# 2.6 Inverse of a Matrix

If A and B are square n × n matrices such that

 $\mathbf{AB=I}$ (16)

then B is a right inverse of A. Similarly, if C is an n × n matrix such that

 $\mathbf{CA=I}$ (17)

then C is a left inverse of A. When both Equation 16 and Equation 17 hold

 $\mathbf{AB=CA=I}$ (18)

then B = C and B is the two-sided inverse of A.

The two-sided inverse of A will be referred to as its multiplicative inverse or simply its inverse. If the inverse of A exists, it is unique and denoted by A-1. A-1 exists if and only if A is square and nonsingular. A square n ×n matrix is singular when its rank is less than n, i.e. two or more of its columns (or rows) are linearly dependent. The rank of a matrix is examined more closely in Section 2.7 of this document.

A few additional facts about inverses.

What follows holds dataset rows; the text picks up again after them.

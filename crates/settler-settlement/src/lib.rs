//! Callback correlation for the settlement engine.
//!
//! The payment network delivers the true payment outcome asynchronously,
//! joined to the originating order only by the correlation reference echoed
//! in the callback metadata. This crate parses an inbound notification body
//! into a `PaymentNotice`: shape validation, reference extraction, and
//! result interpretation. Applying the notice to an order (the idempotent
//! transition) belongs to the engine's settlement handler, so the parse
//! leg stays pure and independently testable.

use thiserror::Error;

/// Re-export implementations
pub mod implementations {
	pub mod daraja;
}

/// Errors that can occur during callback correlation.
#[derive(Debug, Error)]
pub enum SettlementError {
	/// The notification body does not have the expected envelope shape.
	/// The receiving endpoint answers with a client error and takes no
	/// further action; it must never crash on a malformed body.
	#[error("Invalid callback shape: {0}")]
	InvalidShape(String),
}

/// Interpreted result of a payment attempt.
#[derive(Debug, Clone, PartialEq)]
pub enum NoticeResult {
	/// The network reports the payment as completed.
	Success,
	/// The network reports the attempt as failed or abandoned.
	Failure { code: i64, description: String },
}

/// A parsed notification from the payment network.
///
/// `order_id` is the candidate extracted from the correlation reference;
/// it has not yet been resolved against the order store. Failure notices
/// carry no metadata, so `reference` and `order_id` are absent for them.
#[derive(Debug, Clone)]
pub struct PaymentNotice {
	/// The network's transaction identifier for this payment attempt.
	pub transaction_id: String,
	/// The echoed correlation reference, when present.
	pub reference: Option<String>,
	/// Candidate order id recovered from the reference, when well-formed.
	pub order_id: Option<String>,
	/// The network's receipt number, when present.
	pub receipt_number: Option<String>,
	/// Interpreted payment result.
	pub result: NoticeResult,
}

impl PaymentNotice {
	/// True when the notice reports a completed payment.
	pub fn is_success(&self) -> bool {
		self.result == NoticeResult::Success
	}
}

/// Trait defining the interface for callback correlators.
///
/// One implementation per payment network envelope format.
pub trait CorrelatorInterface: Send + Sync {
	/// Parses a notification body into a `PaymentNotice`.
	///
	/// Fails only on shape violations; a notice for an unknown order or a
	/// failed payment parses successfully and is interpreted downstream.
	fn parse(&self, body: &serde_json::Value) -> Result<PaymentNotice, SettlementError>;
}

/// Service wrapping the configured correlator implementation.
pub struct CorrelatorService {
	implementation: Box<dyn CorrelatorInterface>,
}

impl CorrelatorService {
	/// Creates a new CorrelatorService with the specified implementation.
	pub fn new(implementation: Box<dyn CorrelatorInterface>) -> Self {
		Self { implementation }
	}

	/// Parses a notification body into a `PaymentNotice`.
	pub fn parse(&self, body: &serde_json::Value) -> Result<PaymentNotice, SettlementError> {
		self.implementation.parse(body)
	}
}
//! Multi-file configuration loading.
//!
//! Supports `include = [..]` directives so deployments can keep credentials
//! and infrastructure sections in separate files. Each top-level section
//! must be unique across all files; circular includes are rejected.

use crate::{resolve_env_vars, Config, ConfigError};
use std::collections::{HashMap, HashSet};
use std::path::{Path, PathBuf};

/// Loader that resolves includes relative to a base directory.
pub struct ConfigLoader {
	base_path: PathBuf,
	loaded_files: HashSet<PathBuf>,
	section_sources: HashMap<String, PathBuf>,
}

impl ConfigLoader {
	/// Creates a loader resolving relative paths against `base_path`.
	pub fn new(base_path: impl AsRef<Path>) -> Self {
		Self {
			base_path: base_path.as_ref().to_path_buf(),
			loaded_files: HashSet::new(),
			section_sources: HashMap::new(),
		}
	}

	/// Loads a configuration file and all of its includes.
	pub async fn load_config(&mut self, config_path: impl AsRef<Path>) -> Result<Config, ConfigError> {
		let config_path = self.resolve_path(config_path)?;

		let main_content = self.load_file(&config_path).await?;
		let main_toml: toml::Value = toml::from_str(&main_content)?;

		let includes = self.extract_includes(&main_toml)?;
		if includes.is_empty() {
			return main_content.parse();
		}

		let combined = self
			.combine(main_toml, includes, config_path.clone())
			.await?;
		let combined_str = toml::to_string(&combined)
			.map_err(|e| ConfigError::Parse(format!("Failed to serialize combined config: {}", e)))?;

		// Placeholders were already resolved per file; parse and validate.
		let config: Config = toml::from_str(&combined_str)?;
		config.validate()?;
		Ok(config)
	}

	/// Reads a file, resolving environment placeholders and rejecting
	/// circular includes.
	async fn load_file(&mut self, path: &Path) -> Result<String, ConfigError> {
		let canonical = path.canonicalize().map_err(|e| {
			ConfigError::Io(std::io::Error::new(
				std::io::ErrorKind::NotFound,
				format!("Cannot resolve path {}: {}", path.display(), e),
			))
		})?;

		if !self.loaded_files.insert(canonical.clone()) {
			return Err(ConfigError::Validation(format!(
				"Circular include detected: {} was already loaded",
				canonical.display()
			)));
		}

		let content = tokio::fs::read_to_string(path).await?;
		resolve_env_vars(&content)
	}

	fn extract_includes(&self, toml: &toml::Value) -> Result<Vec<PathBuf>, ConfigError> {
		let Some(include_value) = toml.get("include") else {
			return Ok(Vec::new());
		};

		if let Some(array) = include_value.as_array() {
			array
				.iter()
				.map(|item| {
					item.as_str().map(PathBuf::from).ok_or_else(|| {
						ConfigError::Validation(
							"Include array must contain only strings".to_string(),
						)
					})
				})
				.collect()
		} else if let Some(path) = include_value.as_str() {
			Ok(vec![PathBuf::from(path)])
		} else {
			Err(ConfigError::Validation(
				"Include must be a string or array of strings".to_string(),
			))
		}
	}

	/// Merges included files into the main document, rejecting duplicate
	/// top-level sections so two files cannot silently fight over one.
	async fn combine(
		&mut self,
		mut main_toml: toml::Value,
		includes: Vec<PathBuf>,
		main_path: PathBuf,
	) -> Result<toml::Value, ConfigError> {
		if let Some(table) = main_toml.as_table_mut() {
			table.remove("include");
		}

		if let Some(main_table) = main_toml.as_table() {
			for key in main_table.keys() {
				self.section_sources.insert(key.clone(), main_path.clone());
			}
		}

		for include_path in includes {
			let resolved_path = self.resolve_path(&include_path)?;
			let include_content = self.load_file(&resolved_path).await?;
			let include_toml: toml::Value = toml::from_str(&include_content)?;

			if let Some(include_table) = include_toml.as_table() {
				for key in include_table.keys() {
					if let Some(existing) = self.section_sources.get(key) {
						return Err(ConfigError::Validation(format!(
							"Duplicate section '{}' found in {} and {}",
							key,
							existing.display(),
							resolved_path.display()
						)));
					}
					self.section_sources
						.insert(key.clone(), resolved_path.clone());
				}

				if let Some(main_table) = main_toml.as_table_mut() {
					for (key, value) in include_table {
						main_table.insert(key.clone(), value.clone());
					}
				}
			}
		}

		Ok(main_toml)
	}

	fn resolve_path(&self, path: impl AsRef<Path>) -> Result<PathBuf, ConfigError> {
		let path = path.as_ref();
		let resolved = if path.is_absolute() {
			path.to_path_buf()
		} else {
			self.base_path.join(path)
		};

		if !resolved.exists() {
			return Err(ConfigError::Io(std::io::Error::new(
				std::io::ErrorKind::NotFound,
				format!("Configuration file not found: {}", resolved.display()),
			)));
		}

		Ok(resolved)
	}
}

#[cfg(test)]
mod tests {
	use super::*;
	use std::fs;
	use tempfile::TempDir;

	const CORE_SECTIONS: &str = r#"
[mpesa]
consumer_key = "key"
consumer_secret = "secret"
shortcode = "174379"
passkey = "passkey"

[storage]
primary = "memory"
[storage.implementations.memory]

[notifier]
primary = "log"
[notifier.implementations.log]
"#;

	#[tokio::test]
	async fn test_single_file_config() {
		let temp_dir = TempDir::new().unwrap();
		let config_path = temp_dir.path().join("config.toml");

		let content = format!(
			"[settler]\nid = \"s1\"\nbase_url = \"https://shop.example.com\"\n{}",
			CORE_SECTIONS
		);
		fs::write(&config_path, content).unwrap();

		let mut loader = ConfigLoader::new(temp_dir.path());
		let config = loader.load_config("config.toml").await.unwrap();
		assert_eq!(config.settler.id, "s1");
	}

	#[tokio::test]
	async fn test_config_with_includes() {
		let temp_dir = TempDir::new().unwrap();

		let main = "include = [\"payments.toml\"]\n[settler]\nid = \"s1\"\nbase_url = \"https://shop.example.com\"\n";
		fs::write(temp_dir.path().join("main.toml"), main).unwrap();
		fs::write(temp_dir.path().join("payments.toml"), CORE_SECTIONS).unwrap();

		let mut loader = ConfigLoader::new(temp_dir.path());
		let config = loader.load_config("main.toml").await.unwrap();
		assert_eq!(config.storage.primary, "memory");
	}

	#[tokio::test]
	async fn test_duplicate_section_rejected() {
		let temp_dir = TempDir::new().unwrap();

		let main = format!(
			"include = [\"extra.toml\"]\n[settler]\nid = \"s1\"\nbase_url = \"https://shop.example.com\"\n{}",
			CORE_SECTIONS
		);
		fs::write(temp_dir.path().join("main.toml"), main).unwrap();
		fs::write(temp_dir.path().join("extra.toml"), "[settler]\nid = \"s2\"\nbase_url = \"https://x\"\n").unwrap();

		let mut loader = ConfigLoader::new(temp_dir.path());
		let result = loader.load_config("main.toml").await;
		assert!(result.unwrap_err().to_string().contains("Duplicate section 'settler'"));
	}

	#[tokio::test]
	async fn test_self_include_rejected() {
		let temp_dir = TempDir::new().unwrap();

		let content = "include = [\"self.toml\"]\n[settler]\nid = \"s1\"\nbase_url = \"https://x\"\n";
		fs::write(temp_dir.path().join("self.toml"), content).unwrap();

		let mut loader = ConfigLoader::new(temp_dir.path());
		let result = loader.load_config("self.toml").await;
		assert!(result.unwrap_err().to_string().contains("already loaded"));
	}
}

If A is invertible, so is A-1 and

 $\mathbf{{\left({A}^{-1}\right)}^{-1}=A}$ (19)

If A and B are invertible, so is AB and

 $\mathbf{{\left(AB\right)}^{-1}={B}^{-1}{A}^{-1}}$ (20)

Extending the previous example

 $\mathbf{{\left(ABC\right)}^{-1}={C}^{-1}{B}^{-1}{A}^{-1}}$ (21)

If A is invertible, then

 $\mathbf{{\left({A}^{-1}\right)}^{T}={\left({A}^{T}\right)}^{-1}}$ (22)

The conditional or generalized inverse which may be defined for any matrix is beyond the scope of the current discussion.